The figure of her aunt, a little distant, a little propitiatory, behind the
coffee things, filled her with a sense of almost catastrophic adventure. Perhaps
she might never come back to that breakfast-room again. Never! Perhaps some day,
quite soon, she might regret that breakfast-room. She helped herself to the
remainder of the slightly congealed bacon, and reverted to the problem of
getting her luggage out of the house. She decided to call in the help of Teddy
Widgett, or, failing him, of one of his sisters.
Part 2
She found the younger generation of the Widgetts engaged in languid
reminiscences, and all, as they expressed it, a "bit decayed." Every one became
tremendously animated when they heard that Ann Veronica had failed them because
she had been, as she expressed it, "locked in."
"My God!" said Teddy, more impressively than ever.
"But what are you going to do?" asked Hetty.
"What can one do?" asked Ann Veronica. "Would you stand it? I'm going to
clear out."
"Clear out?" cried Hetty.
"Go to London," said Ann Veronica.
She had expected sympathetic admiration, but instead the whole Widgett
family, except Teddy, expressed a common dismay. "But how can you?" asked
Constance. "Who will you stop with?"
"I shall go on my own. Take a room!"
"I say!" said Constance. "But who's going to pay for the room?"

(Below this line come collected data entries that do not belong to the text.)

//! HTML fragments for each page region
//!
//! Every piece of catalog or backend text goes through [`escape_html`]
//! before it is interpolated.

use crate::client::selection::Selection;
use crate::models::{CatalogEntry, Recommendation};

pub const NO_MATCHES: &str = "No movies found";
pub const NO_SELECTION: &str = "No movies selected yet";
pub const LOADING: &str = "Finding your perfect movies...";
pub const NO_RECOMMENDATIONS: &str = "No recommendations found. Try selecting different movies.";

pub fn escape_html(s: &str) -> String {
    s.replace('&', "&amp;")
        .replace('<', "&lt;")
        .replace('>', "&gt;")
        .replace('"', "&quot;")
        .replace('\'', "&#39;")
}

/// Dropdown items for the search box
pub fn render_search_results(results: &[&CatalogEntry]) -> String {
    if results.is_empty() {
        return format!(r#"<div class="search-result-item">{}</div>"#, NO_MATCHES);
    }

    results
        .iter()
        .map(|movie| {
            let title = escape_html(&movie.title);
            let genres = if movie.genres.is_empty() {
                "N/A".to_string()
            } else {
                escape_html(&movie.genres)
            };
            format!(
                r#"<div class="search-result-item" data-title="{title}"><div class="title">{title}</div><div class="genres">{genres}</div></div>"#
            )
        })
        .collect()
}

/// Tags for the selected titles, each with a remove button
pub fn render_selection(selection: &Selection) -> String {
    if selection.is_empty() {
        return format!(r#"<p class="placeholder">{}</p>"#, NO_SELECTION);
    }

    selection
        .titles()
        .iter()
        .map(|title| {
            let title = escape_html(title);
            format!(
                r#"<div class="selected-movie-tag"><span>{title}</span><button class="remove-btn" data-title="{title}" aria-label="Remove">&times;</button></div>"#
            )
        })
        .collect()
}

pub fn render_loading() -> String {
    format!(r#"<div class="loading">{}</div>"#, LOADING)
}

pub fn render_error(message: &str) -> String {
    format!(r#"<div class="error">{}</div>"#, escape_html(message))
}

/// One card per recommendation, in the order given
pub fn render_cards(recommendations: &[Recommendation]) -> String {
    if recommendations.is_empty() {
        return render_error(NO_RECOMMENDATIONS);
    }

    recommendations
        .iter()
        .enumerate()
        .map(|(index, movie)| render_card(index, movie))
        .collect()
}

fn render_card(index: usize, movie: &Recommendation) -> String {
    let percent = movie.similarity_percent();
    let rating = if movie.rating > 0.0 {
        format!("{:.1}", movie.rating)
    } else {
        "N/A".to_string()
    };
    let genres: String = movie
        .genre_list()
        .into_iter()
        .map(|genre| format!(r#"<span class="genre-tag">{}</span>"#, escape_html(genre)))
        .collect();
    let keywords = if movie.keywords.is_empty() {
        "N/A".to_string()
    } else {
        escape_html(&movie.keywords)
    };
    let delay = index as f64 * 0.1;

    format!(
        concat!(
            r#"<div class="movie-card" style="animation-delay: {delay:.1}s">"#,
            r#"<div class="movie-card-header">"#,
            r#"<div class="movie-card-title">{title}</div>"#,
            r#"<div class="movie-card-rating">&#11088; {rating}</div>"#,
            r#"</div>"#,
            r#"<div class="movie-card-body">"#,
            r#"<div class="movie-card-genres">{genres}</div>"#,
            r#"<div class="movie-card-keywords"><strong>Keywords:</strong> {keywords}</div>"#,
            r#"<div class="movie-card-similarity"><span>Match: {percent}%</span>"#,
            r#"<div class="similarity-bar"><div class="similarity-fill" style="width: {percent}%"></div></div>"#,
            r#"</div></div></div>"#,
        ),
        delay = delay,
        title = escape_html(&movie.title),
        rating = rating,
        genres = genres,
        keywords = keywords,
        percent = percent,
    )
}
//! Content-based recommender
//!
//! Each movie is a TF-IDF vector over its genres and keywords. The user
//! profile is the mean of the favorites' vectors, and candidates are ranked
//! by cosine similarity to that profile.

use std::collections::HashSet;

use crate::{
    models::{CatalogEntry, Recommendation},
    services::{
        dataset::Dataset,
        tfidf::{SparseVector, TfidfVectorizer},
    },
};

pub struct Recommender {
    dataset: Dataset,
    vectorizer: TfidfVectorizer,
    rows: Vec<SparseVector>,
}

impl Recommender {
    /// Builds the similarity model over every movie in `dataset`
    pub fn new(dataset: Dataset, max_features: usize) -> Self {
        let documents: Vec<String> = dataset
            .movies()
            .iter()
            .map(CatalogEntry::combined_features)
            .collect();
        let (vectorizer, rows) = TfidfVectorizer::fit_transform(&documents, max_features);

        tracing::info!(
            movies = dataset.len(),
            features = vectorizer.n_features(),
            "Built TF-IDF model"
        );

        Self {
            dataset,
            vectorizer,
            rows,
        }
    }

    pub fn catalog(&self) -> &[CatalogEntry] {
        self.dataset.movies()
    }

    /// Top `top_n` movies most similar to the favorites, favorites excluded.
    ///
    /// Favorites are matched by title ignoring case; unknown titles are
    /// skipped. Returns an empty list when none of them is in the catalog.
    pub fn recommend(&self, favorites: &[String], top_n: usize) -> Vec<Recommendation> {
        let favorite_indices: Vec<usize> = favorites
            .iter()
            .filter_map(|title| self.dataset.find_by_title(title))
            .collect();

        if favorite_indices.is_empty() {
            tracing::debug!(requested = favorites.len(), "No favorites found in catalog");
            return Vec::new();
        }

        let profile = self.profile(&favorite_indices);
        let profile_norm = profile.iter().map(|w| w * w).sum::<f64>().sqrt();

        let mut scored: Vec<(usize, f64)> = self
            .rows
            .iter()
            .enumerate()
            .map(|(index, row)| (index, cosine(row, &profile, profile_norm)))
            .collect();
        // Stable sort keeps catalog order among equal scores
        scored.sort_by(|a, b| b.1.total_cmp(&a.1));

        let mut seen: HashSet<String> = favorites.iter().map(|t| t.to_lowercase()).collect();
        let mut recommendations = Vec::with_capacity(top_n);

        for (index, score) in scored {
            if recommendations.len() >= top_n {
                break;
            }
            let Some(movie) = self.dataset.get(index) else {
                continue;
            };
            if seen.insert(movie.title.to_lowercase()) {
                recommendations.push(Recommendation::from_entry(movie, score));
            }
        }

        tracing::debug!(
            favorites = favorite_indices.len(),
            returned = recommendations.len(),
            "Computed recommendations"
        );

        recommendations
    }

    fn profile(&self, indices: &[usize]) -> Vec<f64> {
        let mut profile = vec![0.0; self.vectorizer.n_features()];
        for &index in indices {
            for (feature, weight) in self.rows[index].entries() {
                profile[*feature] += weight;
            }
        }
        let count = indices.len() as f64;
        for weight in &mut profile {
            *weight /= count;
        }
        profile
    }
}

fn cosine(row: &SparseVector, profile: &[f64], profile_norm: f64) -> f64 {
    let row_norm = row.norm();
    if row_norm == 0.0 || profile_norm == 0.0 {
        return 0.0;
    }
    (row.dot_dense(profile) / (row_norm * profile_norm)).clamp(0.0, 1.0)
}
use serde::Deserialize;

/// Backend configuration loaded from environment variables
#[derive(Debug, Deserialize, Clone)]
pub struct Config {
    /// Path to the movie dataset (CSV with title, genres, keywords, rating)
    #[serde(default = "default_movies_csv")]
    pub movies_csv: String,

    /// Server host address
    #[serde(default = "default_host")]
    pub host: String,

    /// Server port
    #[serde(default = "default_port")]
    pub port: u16,

    /// Number of recommendations returned per request
    #[serde(default = "default_top_n")]
    pub top_n: usize,

    /// Upper bound on the favorites list accepted by /api/recommend
    #[serde(default = "default_max_favorites")]
    pub max_favorites: usize,

    /// Vocabulary cap for the TF-IDF vectorizer
    #[serde(default = "default_max_features")]
    pub max_features: usize,
}

fn default_movies_csv() -> String {
    "movies.csv".to_string()
}

fn default_host() -> String {
    "127.0.0.1".to_string()
}

fn default_port() -> u16 {
    5000
}

fn default_top_n() -> usize {
    5
}

fn default_max_favorites() -> usize {
    10
}

fn default_max_features() -> usize {
    5000
}

impl Config {
    /// Load configuration from environment variables
    pub fn from_env() -> anyhow::Result<Self> {
        dotenvy::dotenv().ok();
        envy::from_env::<Config>().map_err(|e| anyhow::anyhow!("Failed to load config: {}", e))
    }

    /// Socket address string the server binds to
    pub fn bind_addr(&self) -> String {
        format!("{}:{}", self.host, self.port)
    }
}

/// Page controller configuration, read from `REELMATCH_*` variables
#[derive(Debug, Deserialize, Clone)]
pub struct ClientConfig {
    /// Base URL of the recommendation backend
    #[serde(default = "default_api_base_url")]
    pub api_base_url: String,

    /// Quiet period after the last keystroke before a search runs
    #[serde(default = "default_search_debounce_ms")]
    pub search_debounce_ms: u64,

    /// Maximum number of search results shown
    #[serde(default = "default_search_limit")]
    pub search_limit: usize,
}

fn default_api_base_url() -> String {
    "http://localhost:5000".to_string()
}

fn default_search_debounce_ms() -> u64 {
    300
}

fn default_search_limit() -> usize {
    10
}

impl Default for ClientConfig {
    fn default() -> Self {
        Self {
            api_base_url: default_api_base_url(),
            search_debounce_ms: default_search_debounce_ms(),
            search_limit: default_search_limit(),
        }
    }
}

impl ClientConfig {
    /// Load client configuration from `REELMATCH_`-prefixed environment variables
    pub fn from_env() -> anyhow::Result<Self> {
        dotenvy::dotenv().ok();
        envy::prefixed("REELMATCH_")
            .from_env::<ClientConfig>()
            .map_err(|e| anyhow::anyhow!("Failed to load client config: {}", e))
    }
}

#[cfg(test)]
mod tests {
    use super::*;

    #[test]
    fn test_config_defaults_from_empty_env() {
        let config: Config = envy::from_iter(Vec::<(String, String)>::new()).unwrap();
        assert_eq!(config.movies_csv, "movies.csv");
        assert_eq!(config.port, 5000);
        assert_eq!(config.top_n, 5);
        assert_eq!(config.max_favorites, 10);
        assert_eq!(config.bind_addr(), "127.0.0.1:5000");
    }

    #[test]
    fn test_config_overrides() {
        let vars = vec![
            ("PORT".to_string(), "8080".to_string()),
            ("TOP_N".to_string(), "3".to_string()),
        ];
        let config: Config = envy::from_iter(vars).unwrap();
        assert_eq!(config.port, 8080);
        assert_eq!(config.top_n, 3);
    }

    #[test]
    fn test_client_config_prefixed() {
        let vars = vec![(
            "REELMATCH_SEARCH_DEBOUNCE_MS".to_string(),
            "50".to_string(),
        )];
        let config: ClientConfig = envy::prefixed("REELMATCH_").from_iter(vars).unwrap();
        assert_eq!(config.search_debounce_ms, 50);
        assert_eq!(config.search_limit, 10);
        assert_eq!(config.api_base_url, "http://localhost:5000");
    }
}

"I've got money," said Ann Veronica. "Anything is better than this--this
stifled life down here." And seeing that Hetty and Constance were obviously
developing objections, she plunged at once into a demand for help. "I've got
nothing in the world to pack with except a toy size portmanteau. Can you lend me
some stuff?"
"You ARE a chap!" said Constance, and warmed only slowly from the idea of
dissuasion to the idea of help. But they did what they could for her. They
agreed to lend her their hold-all and a large, formless bag which they called
the communal trunk. And Teddy declared himself ready to go to the ends of the
earth for her, and carry her luggage all the way.

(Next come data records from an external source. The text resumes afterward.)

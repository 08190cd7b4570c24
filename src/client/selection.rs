/// Ordered list of unique titles the user picked
#[derive(Debug, Clone, Default, PartialEq, Eq)]
pub struct Selection {
    titles: Vec<String>,
}

impl Selection {
    pub fn new() -> Self {
        Self::default()
    }

    /// Appends `title` unless already present. Returns whether it was added.
    pub fn add(&mut self, title: &str) -> bool {
        if self.contains(title) {
            return false;
        }
        self.titles.push(title.to_string());
        true
    }

    /// Removes every occurrence of `title`. Returns whether anything changed.
    pub fn remove(&mut self, title: &str) -> bool {
        let before = self.titles.len();
        self.titles.retain(|t| t != title);
        self.titles.len() != before
    }

    pub fn contains(&self, title: &str) -> bool {
        self.titles.iter().any(|t| t == title)
    }

    pub fn titles(&self) -> &[String] {
        &self.titles
    }

    pub fn len(&self) -> usize {
        self.titles.len()
    }

    pub fn is_empty(&self) -> bool {
        self.titles.is_empty()
    }
}

#[cfg(test)]
mod tests {
    use super::*;

    #[test]
    fn test_add_is_idempotent() {
        let mut selection = Selection::new();
        assert!(selection.add("Heat"));
        assert!(!selection.add("Heat"));
        assert_eq!(selection.titles(), ["Heat"]);
    }

    #[test]
    fn test_keeps_insertion_order() {
        let mut selection = Selection::new();
        selection.add("Heat");
        selection.add("Alien");
        selection.add("Up");
        assert_eq!(selection.titles(), ["Heat", "Alien", "Up"]);
    }

    #[test]
    fn test_remove() {
        let mut selection = Selection::new();
        selection.add("Heat");
        selection.add("Alien");
        assert!(selection.remove("Heat"));
        assert!(!selection.remove("Heat"));
        assert_eq!(selection.titles(), ["Alien"]);
    }

    #[test]
    fn test_titles_are_case_sensitive() {
        let mut selection = Selection::new();
        selection.add("Heat");
        assert!(selection.add("heat"));
        assert_eq!(selection.len(), 2);
    }
}
pub mod api;
pub mod client;
pub mod config;
pub mod error;
pub mod middleware;
pub mod models;
pub mod services;
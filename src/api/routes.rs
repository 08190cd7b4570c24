use axum::{
    middleware,
    routing::{get, post},
    Router,
};
use tower_http::{cors::CorsLayer, trace::TraceLayer};

use crate::middleware::{make_span_with_request_id, request_id_middleware};

use super::handlers;
use super::AppState;

/// Creates the main API router with all routes
pub fn create_router(state: AppState) -> Router {
    Router::new()
        .route("/health", get(handlers::health_check))
        .nest("/api", api_routes())
        .with_state(state)
        .layer(TraceLayer::new_for_http().make_span_with(make_span_with_request_id))
        .layer(CorsLayer::permissive())
        // Outermost, so the trace span can read the id and CORS preflight
        // responses carry it too
        .layer(middleware::from_fn(request_id_middleware))
}

/// Routes under /api
fn api_routes() -> Router<AppState> {
    Router::new()
        .route("/movies", get(handlers::get_movies))
        .route("/recommend", post(handlers::recommend))
}
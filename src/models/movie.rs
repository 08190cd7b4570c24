use serde::{Deserialize, Deserializer, Serialize};

/// Separator used between genres in the dataset, e.g. `Action|Sci-Fi`
const GENRE_SEPARATOR: char = '|';

/// A movie in the catalog as served by `GET /api/movies`
#[derive(Debug, Clone, Serialize, Deserialize, PartialEq)]
pub struct CatalogEntry {
    pub title: String,
    #[serde(default, deserialize_with = "null_as_empty")]
    pub genres: String,
    #[serde(default, deserialize_with = "null_as_empty")]
    pub keywords: String,
    #[serde(default)]
    pub rating: Option<f64>,
}

impl CatalogEntry {
    pub fn new(
        title: impl Into<String>,
        genres: impl Into<String>,
        keywords: impl Into<String>,
        rating: Option<f64>,
    ) -> Self {
        Self {
            title: title.into(),
            genres: genres.into(),
            keywords: keywords.into(),
            rating,
        }
    }

    /// Text the similarity model is built from
    pub fn combined_features(&self) -> String {
        format!("{} {}", self.genres, self.keywords)
    }
}

/// A recommended movie with its similarity to the user's profile
#[derive(Debug, Clone, Serialize, Deserialize, PartialEq)]
pub struct Recommendation {
    pub title: String,
    #[serde(default, deserialize_with = "null_as_empty")]
    pub genres: String,
    #[serde(default, deserialize_with = "null_as_empty")]
    pub keywords: String,
    /// 0.0 when the dataset has no rating
    #[serde(default, deserialize_with = "null_as_zero")]
    pub rating: f64,
    /// Cosine similarity in `[0, 1]`
    pub similarity_score: f64,
}

impl Recommendation {
    pub fn from_entry(entry: &CatalogEntry, similarity_score: f64) -> Self {
        Self {
            title: entry.title.clone(),
            genres: entry.genres.clone(),
            keywords: entry.keywords.clone(),
            rating: entry.rating.unwrap_or(0.0),
            similarity_score,
        }
    }

    /// Genres split on `|`, trimmed, blanks dropped
    pub fn genre_list(&self) -> Vec<&str> {
        split_genres(&self.genres)
    }

    /// Similarity as a whole percentage, used for the match bar width
    pub fn similarity_percent(&self) -> i64 {
        (self.similarity_score * 100.0).round() as i64
    }
}

fn split_genres(genres: &str) -> Vec<&str> {
    genres
        .split(GENRE_SEPARATOR)
        .map(str::trim)
        .filter(|g| !g.is_empty())
        .collect()
}

fn null_as_empty<'de, D>(deserializer: D) -> Result<String, D::Error>
where
    D: Deserializer<'de>,
{
    Ok(Option::<String>::deserialize(deserializer)?.unwrap_or_default())
}

fn null_as_zero<'de, D>(deserializer: D) -> Result<f64, D::Error>
where
    D: Deserializer<'de>,
{
    Ok(Option::<f64>::deserialize(deserializer)?.unwrap_or(0.0))
}

#[cfg(test)]
mod tests {
    use super::*;
    use serde_json::json;

    #[test]
    fn test_catalog_entry_tolerates_missing_fields() {
        let entry: CatalogEntry =
            serde_json::from_value(json!({ "title": "Heat", "genres": null })).unwrap();
        assert_eq!(entry.title, "Heat");
        assert_eq!(entry.genres, "");
        assert_eq!(entry.keywords, "");
        assert_eq!(entry.rating, None);
    }

    #[test]
    fn test_genre_list_drops_blanks() {
        let entry = CatalogEntry::new("Alien", "Horror| Sci-Fi ||", "", Some(8.5));
        let rec = Recommendation::from_entry(&entry, 0.9);
        assert_eq!(rec.genre_list(), vec!["Horror", "Sci-Fi"]);
    }

    #[test]
    fn test_combined_features() {
        let entry = CatalogEntry::new("Alien", "Horror|Sci-Fi", "space crew", None);
        assert_eq!(entry.combined_features(), "Horror|Sci-Fi space crew");
    }

    #[test]
    fn test_recommendation_null_rating_is_zero() {
        let rec: Recommendation = serde_json::from_value(json!({
            "title": "Alien",
            "genres": "Horror",
            "keywords": "space",
            "rating": null,
            "similarity_score": 0.456
        }))
        .unwrap();
        assert_eq!(rec.rating, 0.0);
        assert_eq!(rec.similarity_percent(), 46);
    }

    #[test]
    fn test_from_entry_defaults_rating() {
        let entry = CatalogEntry::new("Alien", "Horror", "space", None);
        let rec = Recommendation::from_entry(&entry, 0.5);
        assert_eq!(rec.rating, 0.0);
        assert_eq!(rec.similarity_percent(), 50);
    }
}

Hetty, looking out of the window--she always smoked her after-breakfast
cigarette at the window for the benefit of the less advanced section of
Morningside Park society--and trying not to raise objections, saw Miss Stanley
going down toward the shops.
"If you must go on with it," said Hetty, "now's your time." And Ann Veronica
at once went back with the hold-all, trying not to hurry indecently but to keep
up her dignified air of being a wronged person doing the right thing at a smart
trot, to pack. Teddy went round by the garden backs and dropped the bag over the
fence. All this was exciting and entertaining. Her aunt returned before the
packing was done, and Ann Veronica lunched with an uneasy sense of bag and
hold-all packed up-stairs and inadequately hidden from chance intruders by the
valance of the bed. She went down, flushed and light-hearted, to the Widgetts'
after lunch to make some final arrangements and then, as soon as her aunt had
retired to lie down for her usual digestive hour, took the risk of the servants
having the enterprise to report her proceedings and carried her bag and hold-all
to the garden gate, whence Teddy, in a state of ecstatic service, bore them to
the railway station. Then she went up-stairs again, dressed herself carefully
for town, put on her most businesslike-looking hat, and with a wave of emotion
she found it hard to control, walked down to catch the 3.17 up-train.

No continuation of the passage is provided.